-------- DATASET ENTRIES

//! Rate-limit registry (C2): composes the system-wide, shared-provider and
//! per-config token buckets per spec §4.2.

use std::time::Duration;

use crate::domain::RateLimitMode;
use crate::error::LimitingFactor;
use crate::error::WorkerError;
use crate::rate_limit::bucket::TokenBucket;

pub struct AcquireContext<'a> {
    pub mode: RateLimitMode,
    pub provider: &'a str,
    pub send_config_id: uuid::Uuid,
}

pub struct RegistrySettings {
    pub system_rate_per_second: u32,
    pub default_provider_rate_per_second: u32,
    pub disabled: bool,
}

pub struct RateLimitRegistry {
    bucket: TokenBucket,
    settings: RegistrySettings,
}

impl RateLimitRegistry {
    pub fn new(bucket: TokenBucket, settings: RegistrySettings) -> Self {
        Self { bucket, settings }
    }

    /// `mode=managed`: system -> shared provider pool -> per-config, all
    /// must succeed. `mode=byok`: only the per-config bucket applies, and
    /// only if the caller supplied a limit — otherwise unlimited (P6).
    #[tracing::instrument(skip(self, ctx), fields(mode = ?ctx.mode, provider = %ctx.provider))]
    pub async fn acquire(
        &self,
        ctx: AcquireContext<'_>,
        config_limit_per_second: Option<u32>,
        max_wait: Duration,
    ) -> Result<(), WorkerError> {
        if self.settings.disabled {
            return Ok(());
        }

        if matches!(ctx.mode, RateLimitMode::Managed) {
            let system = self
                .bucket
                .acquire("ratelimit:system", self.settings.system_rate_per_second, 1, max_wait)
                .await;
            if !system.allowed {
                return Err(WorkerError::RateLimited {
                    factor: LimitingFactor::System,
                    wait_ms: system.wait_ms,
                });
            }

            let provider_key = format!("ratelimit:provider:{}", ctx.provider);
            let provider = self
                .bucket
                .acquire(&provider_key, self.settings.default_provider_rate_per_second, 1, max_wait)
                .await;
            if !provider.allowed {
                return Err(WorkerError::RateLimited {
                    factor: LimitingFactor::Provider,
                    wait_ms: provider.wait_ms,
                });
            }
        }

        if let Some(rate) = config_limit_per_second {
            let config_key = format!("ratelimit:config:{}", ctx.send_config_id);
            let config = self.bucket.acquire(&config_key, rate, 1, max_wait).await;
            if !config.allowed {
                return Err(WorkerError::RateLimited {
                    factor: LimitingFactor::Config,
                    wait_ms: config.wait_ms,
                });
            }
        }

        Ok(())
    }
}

----------------

AIM OF THE TASK:
With "TokenBucket" as the search string, filter the records and return each line that has it.

RESPONSE TO THIS TASK:
use crate::rate_limit::bucket::TokenBucket;
    bucket: TokenBucket,
    pub fn new(bucket: TokenBucket, settings: RegistrySettings) -> Self {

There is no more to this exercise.